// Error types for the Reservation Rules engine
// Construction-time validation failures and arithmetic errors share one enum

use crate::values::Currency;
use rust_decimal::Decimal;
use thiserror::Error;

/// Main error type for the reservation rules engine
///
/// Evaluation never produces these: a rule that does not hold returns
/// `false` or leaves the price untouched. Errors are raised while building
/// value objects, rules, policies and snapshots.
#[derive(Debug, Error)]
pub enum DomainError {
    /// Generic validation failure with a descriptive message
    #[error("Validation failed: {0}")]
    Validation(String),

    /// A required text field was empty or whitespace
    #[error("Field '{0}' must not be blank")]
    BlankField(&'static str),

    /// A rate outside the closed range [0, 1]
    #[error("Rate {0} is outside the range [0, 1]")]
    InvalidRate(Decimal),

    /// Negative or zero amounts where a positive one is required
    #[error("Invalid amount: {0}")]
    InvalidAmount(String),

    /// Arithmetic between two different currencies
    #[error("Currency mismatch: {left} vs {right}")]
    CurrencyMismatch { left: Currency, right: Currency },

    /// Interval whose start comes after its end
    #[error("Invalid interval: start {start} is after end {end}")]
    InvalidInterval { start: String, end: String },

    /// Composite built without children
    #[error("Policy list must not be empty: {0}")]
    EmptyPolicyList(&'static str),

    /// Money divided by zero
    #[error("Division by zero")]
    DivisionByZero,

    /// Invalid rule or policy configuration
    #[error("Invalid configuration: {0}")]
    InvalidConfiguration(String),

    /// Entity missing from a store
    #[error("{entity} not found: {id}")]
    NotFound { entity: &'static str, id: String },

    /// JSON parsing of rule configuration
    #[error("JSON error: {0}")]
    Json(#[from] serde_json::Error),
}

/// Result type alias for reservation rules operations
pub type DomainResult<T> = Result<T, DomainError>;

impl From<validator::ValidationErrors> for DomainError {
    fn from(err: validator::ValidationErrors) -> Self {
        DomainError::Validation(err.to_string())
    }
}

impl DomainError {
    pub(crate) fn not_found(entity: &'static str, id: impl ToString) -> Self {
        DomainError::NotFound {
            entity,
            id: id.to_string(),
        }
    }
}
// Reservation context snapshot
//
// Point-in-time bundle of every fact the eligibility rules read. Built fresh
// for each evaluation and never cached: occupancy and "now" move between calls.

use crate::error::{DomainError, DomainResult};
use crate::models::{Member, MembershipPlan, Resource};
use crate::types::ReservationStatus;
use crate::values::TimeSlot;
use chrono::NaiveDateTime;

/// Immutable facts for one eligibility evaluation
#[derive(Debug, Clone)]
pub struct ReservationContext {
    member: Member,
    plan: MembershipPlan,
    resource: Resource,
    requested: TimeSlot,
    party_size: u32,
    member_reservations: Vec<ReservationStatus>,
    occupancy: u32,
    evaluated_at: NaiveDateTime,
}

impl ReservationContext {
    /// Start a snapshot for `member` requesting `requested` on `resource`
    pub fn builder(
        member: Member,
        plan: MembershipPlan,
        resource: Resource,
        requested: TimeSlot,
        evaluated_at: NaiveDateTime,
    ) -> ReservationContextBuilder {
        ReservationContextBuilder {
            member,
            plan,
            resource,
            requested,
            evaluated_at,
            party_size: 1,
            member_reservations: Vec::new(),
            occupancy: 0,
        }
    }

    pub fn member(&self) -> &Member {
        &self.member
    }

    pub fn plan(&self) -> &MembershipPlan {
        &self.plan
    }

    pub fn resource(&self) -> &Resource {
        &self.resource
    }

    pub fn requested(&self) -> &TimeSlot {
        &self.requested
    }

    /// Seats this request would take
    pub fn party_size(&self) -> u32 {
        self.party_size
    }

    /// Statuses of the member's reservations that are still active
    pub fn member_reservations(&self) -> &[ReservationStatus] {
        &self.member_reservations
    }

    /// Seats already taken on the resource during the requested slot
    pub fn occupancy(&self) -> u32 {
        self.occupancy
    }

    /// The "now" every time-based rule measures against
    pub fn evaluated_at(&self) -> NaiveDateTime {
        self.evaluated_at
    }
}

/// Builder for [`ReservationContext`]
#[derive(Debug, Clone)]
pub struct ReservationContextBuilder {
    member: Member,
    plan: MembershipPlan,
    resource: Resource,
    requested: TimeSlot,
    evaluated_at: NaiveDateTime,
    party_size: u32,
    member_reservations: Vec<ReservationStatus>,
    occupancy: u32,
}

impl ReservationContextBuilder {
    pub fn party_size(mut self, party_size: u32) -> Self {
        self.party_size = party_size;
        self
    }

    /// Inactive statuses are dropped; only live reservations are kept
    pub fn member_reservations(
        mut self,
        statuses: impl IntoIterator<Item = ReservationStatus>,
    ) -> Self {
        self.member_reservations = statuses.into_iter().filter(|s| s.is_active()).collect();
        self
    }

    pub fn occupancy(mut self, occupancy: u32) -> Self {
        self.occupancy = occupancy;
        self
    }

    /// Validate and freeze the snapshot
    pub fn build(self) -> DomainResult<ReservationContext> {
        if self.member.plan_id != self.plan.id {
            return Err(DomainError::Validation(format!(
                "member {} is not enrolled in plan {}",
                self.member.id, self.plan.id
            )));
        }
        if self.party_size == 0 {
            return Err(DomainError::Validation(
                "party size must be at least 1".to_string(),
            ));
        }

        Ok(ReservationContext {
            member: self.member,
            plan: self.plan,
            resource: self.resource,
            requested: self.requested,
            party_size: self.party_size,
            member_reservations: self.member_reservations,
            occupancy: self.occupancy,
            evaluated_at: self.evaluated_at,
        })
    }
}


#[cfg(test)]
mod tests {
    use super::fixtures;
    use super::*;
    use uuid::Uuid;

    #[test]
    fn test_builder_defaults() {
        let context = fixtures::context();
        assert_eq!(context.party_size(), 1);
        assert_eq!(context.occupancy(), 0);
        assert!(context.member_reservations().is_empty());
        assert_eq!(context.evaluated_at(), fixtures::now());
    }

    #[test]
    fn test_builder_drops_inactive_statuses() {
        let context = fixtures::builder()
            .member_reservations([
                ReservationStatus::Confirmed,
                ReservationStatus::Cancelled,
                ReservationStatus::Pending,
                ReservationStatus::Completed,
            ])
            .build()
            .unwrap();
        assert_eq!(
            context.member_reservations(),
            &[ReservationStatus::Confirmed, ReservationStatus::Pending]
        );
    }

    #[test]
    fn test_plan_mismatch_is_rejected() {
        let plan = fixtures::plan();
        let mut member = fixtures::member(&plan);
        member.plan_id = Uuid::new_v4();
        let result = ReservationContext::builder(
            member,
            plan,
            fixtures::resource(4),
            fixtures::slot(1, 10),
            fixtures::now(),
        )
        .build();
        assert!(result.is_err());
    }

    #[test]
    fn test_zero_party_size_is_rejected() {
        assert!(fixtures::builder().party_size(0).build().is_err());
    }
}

------------------------------------------------------------

◆ THE TASK:
What's needed is a word-for-word restatement of all the entries.

◆ EXPECTED ANSWER:
// Error types for the Reservation Rules engine
// Construction-time validation failures and arithmetic errors share one enum

use crate::values::Currency;
use rust_decimal::Decimal;
use thiserror::Error;

/// Main error type for the reservation rules engine
///
/// Evaluation never produces these: a rule that does not hold returns
/// `false` or leaves the price untouched. Errors are raised while building
/// value objects, rules, policies and snapshots.
#[derive(Debug, Error)]
pub enum DomainError {
    /// Generic validation failure with a descriptive message
    #[error("Validation failed: {0}")]
    Validation(String),

    /// A required text field was empty or whitespace
    #[error("Field '{0}' must not be blank")]
    BlankField(&'static str),

    /// A rate outside the closed range [0, 1]
    #[error("Rate {0} is outside the range [0, 1]")]
    InvalidRate(Decimal),

    /// Negative or zero amounts where a positive one is required
    #[error("Invalid amount: {0}")]
    InvalidAmount(String),

    /// Arithmetic between two different currencies
    #[error("Currency mismatch: {left} vs {right}")]
    CurrencyMismatch { left: Currency, right: Currency },

    /// Interval whose start comes after its end
    #[error("Invalid interval: start {start} is after end {end}")]
    InvalidInterval { start: String, end: String },

    /// Composite built without children
    #[error("Policy list must not be empty: {0}")]
    EmptyPolicyList(&'static str),

    /// Money divided by zero
    #[error("Division by zero")]
    DivisionByZero,

    /// Invalid rule or policy configuration
    #[error("Invalid configuration: {0}")]
    InvalidConfiguration(String),

    /// Entity missing from a store
    #[error("{entity} not found: {id}")]
    NotFound { entity: &'static str, id: String },

    /// JSON parsing of rule configuration
    #[error("JSON error: {0}")]
    Json(#[from] serde_json::Error),
}

/// Result type alias for reservation rules operations
pub type DomainResult<T> = Result<T, DomainError>;

impl From<validator::ValidationErrors> for DomainError {
    fn from(err: validator::ValidationErrors) -> Self {
        DomainError::Validation(err.to_string())
    }
}

impl DomainError {
    pub(crate) fn not_found(entity: &'static str, id: impl ToString) -> Self {
        DomainError::NotFound {
            entity,
            id: id.to_string(),
        }
    }
}
// Reservation context snapshot
//
// Point-in-time bundle of every fact the eligibility rules read. Built fresh
// for each evaluation and never cached: occupancy and "now" move between calls.

use crate::error::{DomainError, DomainResult};
use crate::models::{Member, MembershipPlan, Resource};
use crate::types::ReservationStatus;
use crate::values::TimeSlot;
use chrono::NaiveDateTime;

/// Immutable facts for one eligibility evaluation
#[derive(Debug, Clone)]
pub struct ReservationContext {
    member: Member,
    plan: MembershipPlan,
    resource: Resource,
    requested: TimeSlot,
    party_size: u32,
    member_reservations: Vec<ReservationStatus>,
    occupancy: u32,
    evaluated_at: NaiveDateTime,
}

impl ReservationContext {
    /// Start a snapshot for `member` requesting `requested` on `resource`
    pub fn builder(
        member: Member,
        plan: MembershipPlan,
        resource: Resource,
        requested: TimeSlot,
        evaluated_at: NaiveDateTime,
    ) -> ReservationContextBuilder {
        ReservationContextBuilder {
            member,
            plan,
            resource,
            requested,
            evaluated_at,
            party_size: 1,
            member_reservations: Vec::new(),
            occupancy: 0,
        }
    }

    pub fn member(&self) -> &Member {
        &self.member
    }

    pub fn plan(&self) -> &MembershipPlan {
        &self.plan
    }

    pub fn resource(&self) -> &Resource {
        &self.resource
    }

    pub fn requested(&self) -> &TimeSlot {
        &self.requested
    }

    /// Seats this request would take
    pub fn party_size(&self) -> u32 {
        self.party_size
    }

    /// Statuses of the member's reservations that are still active
    pub fn member_reservations(&self) -> &[ReservationStatus] {
        &self.member_reservations
    }

    /// Seats already taken on the resource during the requested slot
    pub fn occupancy(&self) -> u32 {
        self.occupancy
    }

    /// The "now" every time-based rule measures against
    pub fn evaluated_at(&self) -> NaiveDateTime {
        self.evaluated_at
    }
}

/// Builder for [`ReservationContext`]
#[derive(Debug, Clone)]
pub struct ReservationContextBuilder {
    member: Member,
    plan: MembershipPlan,
    resource: Resource,
    requested: TimeSlot,
    evaluated_at: NaiveDateTime,
    party_size: u32,
    member_reservations: Vec<ReservationStatus>,
    occupancy: u32,
}

impl ReservationContextBuilder {
    pub fn party_size(mut self, party_size: u32) -> Self {
        self.party_size = party_size;
        self
    }

    /// Inactive statuses are dropped; only live reservations are kept
    pub fn member_reservations(
        mut self,
        statuses: impl IntoIterator<Item = ReservationStatus>,
    ) -> Self {
        self.member_reservations = statuses.into_iter().filter(|s| s.is_active()).collect();
        self
    }

    pub fn occupancy(mut self, occupancy: u32) -> Self {
        self.occupancy = occupancy;
        self
    }

    /// Validate and freeze the snapshot
    pub fn build(self) -> DomainResult<ReservationContext> {
        if self.member.plan_id != self.plan.id {
            return Err(DomainError::Validation(format!(
                "member {} is not enrolled in plan {}",
                self.member.id, self.plan.id
            )));
        }
        if self.party_size == 0 {
            return Err(DomainError::Validation(
                "party size must be at least 1".to_string(),
            ));
        }

        Ok(ReservationContext {
            member: self.member,
            plan: self.plan,
            resource: self.resource,
            requested: self.requested,
            party_size: self.party_size,
            member_reservations: self.member_reservations,
            occupancy: self.occupancy,
            evaluated_at: self.evaluated_at,
        })
    }
}


#[cfg(test)]
mod tests {
    use super::fixtures;
    use super::*;
    use uuid::Uuid;

    #[test]
    fn test_builder_defaults() {
        let context = fixtures::context();
        assert_eq!(context.party_size(), 1);
        assert_eq!(context.occupancy(), 0);
        assert!(context.member_reservations().is_empty());
        assert_eq!(context.evaluated_at(), fixtures::now());
    }

    #[test]
    fn test_builder_drops_inactive_statuses() {
        let context = fixtures::builder()
            .member_reservations([
                ReservationStatus::Confirmed,
                ReservationStatus::Cancelled,
                ReservationStatus::Pending,
                ReservationStatus::Completed,
            ])
            .build()
            .unwrap();
        assert_eq!(
            context.member_reservations(),
            &[ReservationStatus::Confirmed, ReservationStatus::Pending]
        );
    }

    #[test]
    fn test_plan_mismatch_is_rejected() {
        let plan = fixtures::plan();
        let mut member = fixtures::member(&plan);
        member.plan_id = Uuid::new_v4();
        let result = ReservationContext::builder(
            member,
            plan,
            fixtures::resource(4),
            fixtures::slot(1, 10),
            fixtures::now(),
        )
        .build();
        assert!(result.is_err());
    }

    #[test]
    fn test_zero_party_size_is_rejected() {
        assert!(fixtures::builder().party_size(0).build().is_err());
    }
}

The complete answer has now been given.